In time, Earl’s three sons, Earl W. Jr., Richard J., and Donald O. Folsom, all joined in the business. In 1959, feeling the “pinch” of four family members under the same small roof, they outbid J.S. Waterman Co. of Boston to purchase the Smith & Higgins Funeral Co., of Dedham and Westwood. Richard moved into the facility on High Street in Westwood and Donald moved in above the facility in Dedham. The early to mid 1960′s saw several expansion projects fulfilled. The building next to the Roslindale Chapel was purchased, a gas station lot across the street was purchased and the Roslindale facility was expanded to the state that it exists in today. The Dedham facility was doubled in size, and a barn (that held the casket selection room on the second floor) was razed. The parking lot was blasted out of ledge, and a second addition, containing an office, garage and casket selection room was added to the rear of the building.
The early 1970′s saw the continuation of our building frenzy with our Westwood facility being expanded to its present configuration. In 1973, fresh out of High School, Robert M. Folsom joined the firm as an apprentice, and as the fourth generation of the Folsom Family to serve in funeral service. In the mid 1970′s we purchased the Pasini Funeral Home in Franklin, and Charles F. Oteri moved out to that community to run it for us. However, the seventeen mile distance from our other facilities proved to be cumbersome, and the facility was sold to Mr. Oteri, who runs it today.
In 1980 we purchased another “old name” firm, the Graham, Peardon, McHoul Funeral Home in Hyde Park. Years of neglect had ravaged both the building and the business, but we valiantly have attempted to resurrect it. Time will tell if we will ultimately be successful. The late 1980′s saw Earl W. Folsom, Jr. retire.
The 90′s proved to be a mixed blessing for the firm. Both Don and Dick retired, and the staff that once numbered eight employees shrank to four. We did undertake a redecorating campaign in the later part of the decade which included a new casket selection room, and new paint, wallpaper and furnishings in all locations.

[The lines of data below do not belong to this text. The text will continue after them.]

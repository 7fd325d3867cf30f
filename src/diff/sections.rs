//! Two-level collections: sections of rows.
//!
//! A sectioned binding streams outer mutations whose elements are themselves
//! row mutations ([`SectionMutation`]). Outer `Insert`/`Reload` elements seed
//! new sections, outer `Update` elements are applied to the rows of the
//! section they target, and a metadata-only element takes the lighter
//! [`LiveSections::reload_section_metadata`] path.

use std::ops::Range;
use std::rc::Rc;

use super::subrange::{
    apply_mutation, check_indices, check_insert, check_move, check_update, plan_moves, validate_change, Change,
    LiveCollection, SubrangeMutation, SubrangeState,
};
use crate::binding::{apply_streamed, Streamed};
use crate::engine::Storage;
use crate::error::{fail_fast, BindingError};
use crate::lifetime::Lifetime;
use crate::types::Animation;

/// Outer mutation over sections; each element mutates one section's rows.
pub type SectionMutation<R, M = ()> = SubrangeMutation<SubrangeMutation<R, M>>;

/// Initial contents of a section.
#[derive(Debug, Clone, PartialEq)]
pub struct Section<R, M> {
    pub rows: Vec<R>,
    pub metadata: Option<M>,
}

impl<R, M> Section<R, M> {
    /// Contents described by a nested mutation.
    ///
    /// Only mutations that make sense against an empty section qualify:
    /// a reload, an insert at 0, or a metadata-only update.
    pub fn seed(mutation: SubrangeMutation<R, M>) -> Result<Self, BindingError> {
        let SubrangeMutation { change, metadata, .. } = mutation;
        match change {
            Change::Reload(rows) | Change::Insert { at: 0, elements: rows } => Ok(Section { rows, metadata }),
            Change::Update { at, elements } if at.is_empty() && elements.is_empty() => Ok(Section {
                rows: Vec::new(),
                metadata,
            }),
            other => Err(BindingError::InvalidNestedMutation {
                kind: other.kind_name(),
            }),
        }
    }
}

/// Committed shape of a sectioned binding.
#[derive(Debug, Clone, PartialEq, Eq, Default)]
pub struct SectionedState {
    /// Position of the first owned section within the whole table.
    pub local_offset: usize,
    /// Row state per owned section.
    pub sections: Vec<SubrangeState>,
}

impl SectionedState {
    pub fn new(local_offset: usize) -> Self {
        Self {
            local_offset,
            sections: Vec::new(),
        }
    }

    pub fn len(&self) -> usize {
        self.sections.len()
    }

    pub fn is_empty(&self) -> bool {
        self.sections.is_empty()
    }

    /// Committed row count of a local section.
    pub fn row_count(&self, section: usize) -> Option<usize> {
        self.sections.get(section).map(|rows| rows.len)
    }

    fn global(&self, range: Range<usize>) -> Range<usize> {
        range.start + self.local_offset..range.end + self.local_offset
    }
}

/// Platform handle for a sectioned collection.
///
/// Section indices are in table coordinates (already offset).
pub trait LiveSections<R, M = ()> {
    /// Row handle of one section.
    type Rows<'a>: LiveCollection<R, M>
    where
        Self: 'a;

    fn insert_sections(&mut self, range: Range<usize>, sections: Vec<Section<R, M>>, animation: Animation);

    fn remove_sections(&mut self, range: Range<usize>, animation: Animation);

    /// Remove the section at `from`, then insert it at `to` in the result.
    fn move_section(&mut self, from: usize, to: usize);

    /// Replace the sections in `range` (counts may differ).
    fn reload_sections(&mut self, range: Range<usize>, sections: Vec<Section<R, M>>, animation: Animation);

    fn refresh_sections(&mut self, range: Range<usize>, animation: Animation);

    /// Replace a section's metadata without touching its rows.
    fn reload_section_metadata(&mut self, section: usize, metadata: M, animation: Animation);

    fn rows(&mut self, section: usize) -> Self::Rows<'_>;
}

fn seed_all<R, M>(elements: Vec<SubrangeMutation<R, M>>) -> Result<Vec<Section<R, M>>, BindingError> {
    elements.into_iter().map(Section::seed).collect()
}

fn row_states<R, M>(sections: &[Section<R, M>]) -> impl Iterator<Item = SubrangeState> + '_ {
    sections.iter().map(|section| SubrangeState::new(0, section.rows.len()))
}

/// Apply an outer mutation to `state`, issuing calls on `live`.
///
/// The outer mutation and every nested row mutation are validated before
/// any call is issued; on error neither `state` nor `live` has been touched.
pub fn apply_section_mutation<R, M, L>(
    mutation: SectionMutation<R, M>,
    state: &mut SectionedState,
    live: &mut L,
) -> Result<(), BindingError>
where
    L: LiveSections<R, M> + ?Sized,
{
    let animation = mutation.resolved_animation();
    let explicit = mutation.animation;
    let len = state.len();
    tracing::trace!(change = mutation.change.kind_name(), offset = state.local_offset, sections = len, "section mutation");

    match mutation.change {
        Change::Insert { at, elements } => {
            check_insert(at, len)?;
            let sections = seed_all(elements)?;
            if !sections.is_empty() {
                let count = sections.len();
                let states: Vec<SubrangeState> = row_states(&sections).collect();
                state.sections.splice(at..at, states);
                live.insert_sections(state.global(at..at + count), sections, animation);
            }
        }
        Change::Remove { at } => {
            check_indices(&at, len)?;
            for range in at.ranges().into_iter().rev() {
                state.sections.drain(range.clone());
                live.remove_sections(state.global(range), animation);
            }
        }
        Change::Move { from, to } => {
            check_move(&from, to, len)?;
            for (source, destination) in plan_moves(&from, to, len) {
                let section = state.sections.remove(source);
                state.sections.insert(destination, section);
                live.move_section(source + state.local_offset, destination + state.local_offset);
            }
        }
        Change::Update { at, elements } => {
            check_update(&at, &elements, len)?;
            for (index, nested) in at.iter().zip(&elements) {
                if !nested.is_metadata_only() {
                    validate_change(&nested.change, state.sections[index].len)?;
                }
            }
            for (index, mut nested) in at.iter().zip(elements) {
                let section = index + state.local_offset;
                if nested.animation.is_none() {
                    nested.animation = explicit;
                }
                if nested.is_metadata_only() {
                    let nested_animation = nested.resolved_animation();
                    if let Some(metadata) = nested.metadata {
                        live.reload_section_metadata(section, metadata, nested_animation);
                    }
                } else {
                    let mut rows = live.rows(section);
                    apply_mutation(nested, &mut state.sections[index], &mut rows)?;
                }
            }
        }
        Change::Reload(elements) => {
            let sections = seed_all(elements)?;
            let old = state.global(0..len);
            state.sections = row_states(&sections).collect();
            if !old.is_empty() || !sections.is_empty() {
                live.reload_sections(old, sections, animation);
            }
        }
        Change::Scroll => {
            if len > 0 {
                live.refresh_sections(state.global(0..len), animation);
            }
        }
    }
    Ok(())
}

/// [`apply_section_mutation`] against the state cached under `key`.
pub fn apply_sections<R, M, L>(
    storage: &Storage,
    key: &'static str,
    mutation: SectionMutation<R, M>,
    live: &mut L,
) -> Result<(), BindingError>
where
    L: LiveSections<R, M> + ?Sized,
{
    storage.with_cached::<SectionedState, _>(key, |state| apply_section_mutation(mutation, state, live))
}

/// Bind a streamed sectioned collection.
pub fn apply_sections_binding<I, R, M, L>(
    binding: &Streamed<SectionMutation<R, M>>,
    instance: &I,
    storage: &Rc<Storage>,
    key: &'static str,
    live: impl Fn(&I) -> L + 'static,
) -> Option<Lifetime>
where
    I: Clone + 'static,
    R: Clone + PartialEq + 'static,
    M: Clone + PartialEq + 'static,
    L: LiveSections<R, M>,
{
    let storage = Rc::downgrade(storage);
    apply_streamed(binding, instance, move |instance, mutation| {
        let Some(storage) = storage.upgrade() else {
            return;
        };
        let mut handle = live(instance);
        if let Err(err) = apply_sections(&storage, key, mutation, &mut handle) {
            fail_fast(err);
        }
    })
}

In 2002 we purchased the May Funeral Home from Marilyn May when she decided it was time for her to retire. Marilyn ran the funeral home since the death of her husband Russell May, in 1997. This acquisition marks the continuation of a long association between the Folsom and the May families.

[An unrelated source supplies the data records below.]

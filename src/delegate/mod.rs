//! Delegate multiplexing.
//!
//! Native delegate roles declare many optional callback methods, and the
//! platform changes behaviour depending on which ones the delegate
//! implements. A [`Multiplexer`] stands in for such a role: it holds a
//! registration table keyed by a method identifier enum and answers
//! [`responds_to`](Multiplexer::responds_to) purely from table membership.
//!
//! # Lifecycle (per instance and protocol)
//!
//! ```text
//! NoDelegateNeeded ──first Synchronous binding──▶ ClassSelected ──construct──▶ Installed
//! ```
//!
//! - `NoDelegateNeeded`: no multiplexer exists in the instance's storage.
//! - `ClassSelected`: prepare saw a binding that needs protocol `M`.
//! - `Installed`: the adapter assigned the multiplexer as the native delegate.

mod multiplexer;

pub use multiplexer::*;
//! Binding runtime errors.
//!
//! Every variant is a development-time contract violation: adapter code
//! misused the runtime, or the runtime itself reached a state it must never
//! reach. None of them are recoverable at runtime, so the public entry points
//! route them through [`fail_fast`]. The `try_*` variants of those entry
//! points hand the error back instead, so hosts and tests can inspect it.

use thiserror::Error;

use crate::types::InstanceId;

/// Misuse or invariant violation detected by the binding runtime.
#[derive(Error, Debug, Clone, PartialEq, Eq)]
pub enum BindingError {
    /// Two construction-time bindings of the same name with different values.
    #[error("conflicting construction-time bindings for `{name}`: {first} vs {second}")]
    ConflictingConstruction {
        name: &'static str,
        first: String,
        second: String,
    },

    /// A construction-time binding changed after the instance was built.
    #[error("`{name}` can only be set at construction; instance {id} already has {current}, got {requested}")]
    ConstructedAfterConstruction {
        name: &'static str,
        id: InstanceId,
        current: String,
        requested: String,
    },

    /// Second single-handler registration for the same method.
    #[error("delegate method `{method}` already has a handler on instance {id}")]
    DuplicateSingleHandler { method: String, id: InstanceId },

    /// Single and multi handlers mixed on one method.
    #[error("delegate method `{method}` cannot mix single and multi handlers")]
    HandlerModeConflict { method: String },

    /// Multi-handler registered for a method that must return a value.
    #[error("delegate method `{method}` returns a value and needs a single handler")]
    NotifyForValueMethod { method: String },

    /// Handler registered for a protocol no binding selected during prepare.
    #[error("delegate protocol `{protocol}` was not selected during prepare")]
    DelegateNotSelected { protocol: &'static str },

    /// A selected delegate was never assigned to the instance.
    #[error("delegate protocol `{protocol}` was selected but never installed on instance {id}")]
    DelegateNotInstalled { protocol: &'static str, id: InstanceId },

    /// The platform invoked a value-returning method nobody handles.
    #[error("delegate method `{method}` invoked without a registered handler")]
    UnhandledMethod { method: String },

    /// Handler was registered with a different argument/return type.
    #[error("delegate method `{method}` invoked with a signature that does not match its handler")]
    HandlerSignatureMismatch { method: String },

    /// Mutation index outside the committed state.
    #[error("index {index} out of range for length {len}")]
    IndexOutOfRange { index: usize, len: usize },

    /// Update/insert payload does not match its index set.
    #[error("mutation names {indices} indices but carries {elements} elements")]
    ElementCountMismatch { indices: usize, elements: usize },

    /// Nested mutation cannot describe a section's initial contents.
    #[error("nested mutation `{kind}` cannot seed a new section")]
    InvalidNestedMutation { kind: &'static str },

    /// Instance id is not (or no longer) registered.
    #[error("instance {id} is not live")]
    UnknownInstance { id: InstanceId },
}

impl BindingError {
    /// Short stable label (snake_case) for logs.
    pub fn as_label(&self) -> &'static str {
        match self {
            BindingError::ConflictingConstruction { .. } => "conflicting_construction",
            BindingError::ConstructedAfterConstruction { .. } => "constructed_after_construction",
            BindingError::DuplicateSingleHandler { .. } => "duplicate_single_handler",
            BindingError::HandlerModeConflict { .. } => "handler_mode_conflict",
            BindingError::NotifyForValueMethod { .. } => "notify_for_value_method",
            BindingError::DelegateNotSelected { .. } => "delegate_not_selected",
            BindingError::DelegateNotInstalled { .. } => "delegate_not_installed",
            BindingError::UnhandledMethod { .. } => "unhandled_method",
            BindingError::HandlerSignatureMismatch { .. } => "handler_signature_mismatch",
            BindingError::IndexOutOfRange { .. } => "index_out_of_range",
            BindingError::ElementCountMismatch { .. } => "element_count_mismatch",
            BindingError::InvalidNestedMutation { .. } => "invalid_nested_mutation",
            BindingError::UnknownInstance { .. } => "unknown_instance",
        }
    }
}

/// Log the violation and abort the current binder pass.
#[track_caller]
pub fn fail_fast(err: BindingError) -> ! {
    tracing::error!(label = err.as_label(), "{err}");
    panic!("{err}");
}

/// Unwrap a runtime result, aborting on contract violation.
#[track_caller]
pub(crate) fn or_fail<T>(result: Result<T, BindingError>) -> T {
    match result {
        Ok(value) => value,
        Err(err) => fail_fast(err),
    }
}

March 9, 2000 heralded another milestone in the companies long heritage. Brian R. Folsom became the fifth generation of the family to work in funeral service. In 2007 he became an apprentice in funeral service which led to his licensure as a funeral director and embalmer in the Commonwealth of Massachusetts in 2009. He and his father currently own and operate the business.
Our company philosophy can best be summed up in the words of the Bible known as the Golden Rule, “Do unto others as you wish others to do unto you”. We run a Christian Funeral Home where every family is treated fairly, with dignity and compassion. To the best of our abilities, we will assist any family with financial difficulties, so that no family has to go without funeral services for their loved ones. Our first and highest regard is for the needs of the families we have been called to serve.
The Open Door
The Open Door Emblem quickly identifies:
- an establishment that complies with the rigid requirements of State Laws, the Board of Health Regulations, and the Sanitary Code. Such an establishment is hygienic and is so maintained for public protection.

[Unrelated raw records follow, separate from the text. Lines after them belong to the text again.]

impl<E, M> SubrangeMutation<E, M> {
    pub fn new(change: Change<E>) -> Self {
        Self {
            change,
            metadata: None,
            animation: None,
        }
    }

    pub fn insert(at: usize, elements: Vec<E>) -> Self {
        Self::new(Change::Insert { at, elements })
    }

    pub fn remove(at: impl Into<IndexSet>) -> Self {
        Self::new(Change::Remove { at: at.into() })
    }

    pub fn move_items(from: impl Into<IndexSet>, to: usize) -> Self {
        Self::new(Change::Move { from: from.into(), to })
    }

    pub fn update(at: impl Into<IndexSet>, elements: Vec<E>) -> Self {
        Self::new(Change::Update {
            at: at.into(),
            elements,
        })
    }

    pub fn reload(elements: Vec<E>) -> Self {
        Self::new(Change::Reload(elements))
    }

    pub fn scroll() -> Self {
        Self::new(Change::Scroll)
    }

    /// Metadata change with no structural change.
    pub fn metadata_only(metadata: M) -> Self {
        Self::update(IndexSet::new(), Vec::new()).with_metadata(metadata)
    }

    pub fn with_metadata(mut self, metadata: M) -> Self {
        self.metadata = Some(metadata);
        self
    }

    pub fn animated(mut self, animation: Animation) -> Self {
        self.animation = Some(animation);
        self
    }

    /// Whether this mutation only carries metadata.
    pub fn is_metadata_only(&self) -> bool {
        self.metadata.is_some()
            && matches!(&self.change, Change::Update { at, elements } if at.is_empty() && elements.is_empty())
    }

    /// Animation to hand to the platform, after configuration defaults.
    ///
    /// Reloads are not animated unless asked for, or unless
    /// `animate_reloads` is configured.
    pub fn resolved_animation(&self) -> Animation {
        if let Some(animation) = self.animation {
            return animation;
        }
        let config = config();
        match self.change {
            Change::Reload(_) if !config.animate_reloads => Animation::None,
            _ => config.default_animation,
        }
    }
}

// =============================================================================
// State
// =============================================================================

/// Committed shape of the part of a collection one binding owns.
#[derive(Debug, Clone, Copy, PartialEq, Eq, Default)]
pub struct SubrangeState {
    /// Position of the owned range within the whole collection.
    pub local_offset: usize,
    /// Number of items currently committed.
    pub len: usize,
}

- an establishment that provides complete facilities and equipment to serve all people twenty-four hours a day, within the financial circumstances of every family.
- an establishment where the personnel are fully qualified by training and experience to perform an intimate professional service for all families regardless of race or creed.
- an establishment where the business dealings have earned for it a reputation for honesty and fairness in all matters pertaining to the conduct and completion of the funeral service.
“The Open Door” establishment , where is maintained the highest standards of public service and protection, is an organization that is worthy of your confidence.